Synthesis, Characterization, and BSA Binding Properties of Carboxylated Merocyanine-Based Fluorophores.

This study describes the synthesis of new carboxylated merocyanine dyes by Knoevenagel condensation between 4-carboxybenzaldehyde and indolium/benzoindolium- and benzothiazolium-based coupling compounds. The condensations were performed in the presence of ammonium acetate, and the products were obtained in good yields after simple purification. These merocyanines exhibit UV-A-to-blue absorption and blue-to-green fluorescence emission, characterized by relatively large Stokes shift values (∼5000 cm(-1)). In addition, quantum chemical calculations were conducted to better explore the electronic and photophysical properties of the merocyanines under study. Thermal analysis via thermogravimetric analysis (TGA) revealed distinct decomposition stages for the merocyanines, with stability up to 200 °C. Cyclic voltammetry revealed irreversible waves for donor oxidation and acceptor reduction.

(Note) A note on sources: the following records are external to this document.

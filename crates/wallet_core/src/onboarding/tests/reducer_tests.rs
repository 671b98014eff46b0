use std::time::Duration;

use super::*;
use shared::domain::WalletAddress;

fn machine() -> OnboardingMachine {
    OnboardingMachine::new(DwellTimings::default(), SessionStatus::Disconnected)
}

fn wallet() -> WalletAddress {
    WalletAddress::from_bytes(&[9u8; 32])
}

fn dwell(machine: &OnboardingMachine) -> OnboardingEvent {
    OnboardingEvent::DwellElapsed {
        ticket: machine.ticket(),
    }
}

fn established(machine: &OnboardingMachine, result: Result<WalletAddress, WalletError>) -> OnboardingEvent {
    OnboardingEvent::EstablishCompleted {
        ticket: machine.ticket(),
        result,
    }
}

/// Drives a fresh machine into the given phase along the happy path.
fn machine_in(phase: OnboardingPhase) -> OnboardingMachine {
    let mut machine = machine();
    if phase == OnboardingPhase::Intro {
        return machine;
    }
    machine.handle(OnboardingEvent::StartRequested);
    if phase == OnboardingPhase::BiometricPrompt {
        return machine;
    }
    machine.handle(dwell(&machine));
    machine.handle(OnboardingEvent::SessionStatusChanged(SessionStatus::Connecting));
    if phase == OnboardingPhase::Provisioning {
        return machine;
    }
    machine.handle(OnboardingEvent::SessionStatusChanged(SessionStatus::Connected));
    machine.handle(established(&machine, Ok(wallet())));
    machine.handle(dwell(&machine));
    if phase == OnboardingPhase::Success {
        return machine;
    }
    machine.handle(dwell(&machine));
    assert_eq!(machine.phase(), OnboardingPhase::Dashboard);
    machine
}

#[test]
fn happy_path_walks_every_phase_in_order() {
    let mut machine = machine();

    let effects = machine.handle(OnboardingEvent::StartRequested);
    assert_eq!(machine.phase(), OnboardingPhase::BiometricPrompt);
    assert_eq!(
        effects,
        vec![
            OnboardingEffect::Notify(OnboardingNotice::PhaseChanged(
                OnboardingPhase::BiometricPrompt
            )),
            OnboardingEffect::ScheduleDwell {
                ticket: 1,
                after: Duration::from_millis(2000),
            },
        ]
    );

    let effects = machine.handle(dwell(&machine));
    assert_eq!(machine.phase(), OnboardingPhase::Provisioning);
    assert!(effects.contains(&OnboardingEffect::EstablishSession { ticket: 1 }));

    machine.handle(OnboardingEvent::SessionStatusChanged(SessionStatus::Connecting));
    machine.handle(OnboardingEvent::SessionStatusChanged(SessionStatus::Connected));
    machine.handle(established(&machine, Ok(wallet())));
    assert_eq!(machine.phase(), OnboardingPhase::Provisioning, "floor not elapsed yet");

    let effects = machine.handle(dwell(&machine));
    assert_eq!(machine.phase(), OnboardingPhase::Success);
    assert!(effects.contains(&OnboardingEffect::ScheduleDwell {
        ticket: 1,
        after: Duration::from_millis(1500),
    }));

    machine.handle(dwell(&machine));
    assert_eq!(machine.phase(), OnboardingPhase::Dashboard);
    assert!(machine.last_error().is_none());
}

#[test]
fn establish_is_issued_exactly_once_per_run() {
    let mut machine = machine();
    let mut effects = machine.handle(OnboardingEvent::StartRequested);
    effects.extend(machine.handle(dwell(&machine)));
    effects.extend(machine.handle(dwell(&machine)));
    effects.extend(machine.handle(OnboardingEvent::StartRequested));

    let issued = effects
        .iter()
        .filter(|effect| matches!(effect, OnboardingEffect::EstablishSession { .. }))
        .count();
    assert_eq!(issued, 1);
}

#[test]
fn slower_establish_gates_the_success_transition() {
    let mut machine = machine_in(OnboardingPhase::Provisioning);

    machine.handle(dwell(&machine));
    assert_eq!(machine.phase(), OnboardingPhase::Provisioning);

    machine.handle(OnboardingEvent::SessionStatusChanged(SessionStatus::Connected));
    machine.handle(established(&machine, Ok(wallet())));
    assert_eq!(machine.phase(), OnboardingPhase::Success);
}

#[test]
fn denied_establish_returns_to_intro_with_error() {
    let mut machine = machine_in(OnboardingPhase::Provisioning);

    // The store flips back to Disconnected before the result arrives.
    let effects = machine.handle(OnboardingEvent::SessionStatusChanged(
        SessionStatus::Disconnected,
    ));
    assert!(effects.is_empty());
    assert_eq!(machine.phase(), OnboardingPhase::Provisioning);

    let effects = machine.handle(established(&machine, Err(WalletError::AuthenticationDenied)));
    assert_eq!(machine.phase(), OnboardingPhase::Intro);
    assert_eq!(machine.last_error(), Some(&WalletError::AuthenticationDenied));
    assert!(effects.contains(&OnboardingEffect::CancelScheduled));
    assert!(effects.contains(&OnboardingEffect::Notify(OnboardingNotice::Failed(
        WalletError::AuthenticationDenied
    ))));

    let view = machine.view();
    assert_eq!(view.phase, OnboardingPhase::Intro);
    assert_eq!(
        view.last_error.map(|notice| notice.code),
        Some(shared::error::ErrorCode::AuthenticationDenied)
    );
}

#[test]
fn superseded_establish_resets_without_error() {
    let mut machine = machine_in(OnboardingPhase::Provisioning);
    let effects = machine.handle(established(&machine, Err(WalletError::Superseded)));

    assert_eq!(machine.phase(), OnboardingPhase::Intro);
    assert!(machine.last_error().is_none());
    assert!(!effects
        .iter()
        .any(|effect| matches!(effect, OnboardingEffect::Notify(OnboardingNotice::Failed(_)))));
}

#[test]
fn dashboard_waits_for_connected_status_even_after_dwell() {
    let mut machine = machine();
    machine.handle(OnboardingEvent::StartRequested);
    machine.handle(dwell(&machine));
    machine.handle(OnboardingEvent::SessionStatusChanged(SessionStatus::Connecting));
    machine.handle(established(&machine, Ok(wallet())));
    machine.handle(dwell(&machine));
    assert_eq!(machine.phase(), OnboardingPhase::Success);

    machine.handle(dwell(&machine));
    assert_eq!(
        machine.phase(),
        OnboardingPhase::Success,
        "status has not been observed as connected"
    );

    machine.handle(OnboardingEvent::SessionStatusChanged(SessionStatus::Connected));
    assert_eq!(machine.phase(), OnboardingPhase::Dashboard);
}

#[test]
fn connected_status_alone_does_not_skip_the_success_floor() {
    let mut machine = machine_in(OnboardingPhase::Success);
    machine.handle(OnboardingEvent::SessionStatusChanged(SessionStatus::Connected));
    assert_eq!(machine.phase(), OnboardingPhase::Success);
}

#[test]
fn disconnect_resets_every_non_intro_phase() {
    for phase in [
        OnboardingPhase::BiometricPrompt,
        OnboardingPhase::Success,
        OnboardingPhase::Dashboard,
    ] {
        let mut machine = machine_in(phase);
        if phase == OnboardingPhase::BiometricPrompt {
            machine.handle(OnboardingEvent::SessionStatusChanged(SessionStatus::Connected));
        }
        if phase == OnboardingPhase::Dashboard {
            machine.handle(OnboardingEvent::OpenOverlay(Overlay::Send));
            assert_eq!(machine.overlay(), Some(Overlay::Send));
        }

        let effects = machine.handle(OnboardingEvent::SessionStatusChanged(
            SessionStatus::Disconnected,
        ));

        assert_eq!(machine.phase(), OnboardingPhase::Intro, "from {phase:?}");
        assert_eq!(machine.overlay(), None);
        assert!(effects.contains(&OnboardingEffect::CancelScheduled));
    }
}

#[test]
fn leaving_connected_resets_even_if_disconnected_was_never_seen() {
    for status in [SessionStatus::Connecting, SessionStatus::Disconnected] {
        let mut machine = machine_in(OnboardingPhase::Dashboard);
        machine.handle(OnboardingEvent::OpenOverlay(Overlay::Send));

        let effects = machine.handle(OnboardingEvent::SessionStatusChanged(status));

        assert_eq!(machine.phase(), OnboardingPhase::Intro, "to {status:?}");
        assert_eq!(machine.overlay(), None);
        assert!(effects.contains(&OnboardingEffect::CancelScheduled));
    }
}

#[test]
fn session_cleared_resets_while_status_still_reads_connected() {
    let mut machine = machine_in(OnboardingPhase::Dashboard);
    machine.handle(OnboardingEvent::OpenOverlay(Overlay::Receive));

    machine.handle(OnboardingEvent::SessionCleared);
    assert_eq!(machine.phase(), OnboardingPhase::Intro);
    assert_eq!(machine.overlay(), None);

    // A later Connected for some other session must not resurrect the dashboard.
    machine.handle(OnboardingEvent::SessionStatusChanged(SessionStatus::Connected));
    assert_eq!(machine.phase(), OnboardingPhase::Intro);
}

#[test]
fn teardown_request_resets_even_while_provisioning() {
    let mut machine = machine_in(OnboardingPhase::Provisioning);
    let stale_ticket = machine.ticket();

    machine.handle(OnboardingEvent::TeardownRequested);
    assert_eq!(machine.phase(), OnboardingPhase::Intro);

    machine.handle(OnboardingEvent::EstablishCompleted {
        ticket: stale_ticket,
        result: Ok(wallet()),
    });
    machine.handle(OnboardingEvent::DwellElapsed {
        ticket: stale_ticket,
    });
    assert_eq!(machine.phase(), OnboardingPhase::Intro);
}

#[test]
fn stale_timers_from_a_previous_run_are_ignored() {
    let mut machine = machine_in(OnboardingPhase::BiometricPrompt);
    let stale_ticket = machine.ticket();
    machine.handle(OnboardingEvent::TeardownRequested);
    machine.handle(OnboardingEvent::StartRequested);

    machine.handle(OnboardingEvent::DwellElapsed {
        ticket: stale_ticket,
    });
    assert_eq!(machine.phase(), OnboardingPhase::BiometricPrompt);
}

#[test]
fn overlays_only_open_on_the_dashboard() {
    let mut machine = machine_in(OnboardingPhase::Success);
    machine.handle(OnboardingEvent::OpenOverlay(Overlay::Receive));
    assert_eq!(machine.overlay(), None);

    let mut machine = machine_in(OnboardingPhase::Dashboard);
    machine.handle(OnboardingEvent::OpenOverlay(Overlay::Receive));
    assert_eq!(machine.overlay(), Some(Overlay::Receive));
    machine.handle(OnboardingEvent::CloseOverlay);
    assert_eq!(machine.overlay(), None);
}

#[test]
fn restart_after_failure_clears_the_error() {
    let mut machine = machine_in(OnboardingPhase::Provisioning);
    machine.handle(established(&machine, Err(WalletError::AuthenticationUnsupported)));
    assert!(machine.last_error().is_some());

    machine.handle(OnboardingEvent::StartRequested);
    assert_eq!(machine.phase(), OnboardingPhase::BiometricPrompt);
    assert!(machine.last_error().is_none());
}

On the basis of the onset potentials, the highest occupied molecular orbital (HOMO) energies were estimated to be between -5.38 and -5.47 eV, and the lowest unoccupied molecular orbital (LUMO) energies were calculated to range from -3.20 to -3.24 eV. These values suggest a narrow electrochemical band gap of 2.07 to 2.13 eV. Finally, fluorescence quenching experiments using the intrinsic fluorescence of the Trp residues in BSA were successfully applied to these compounds, indicating strong interactions with this protein via a static mechanism. The docking simulations corroborated the interaction between the merocyanines and BSA.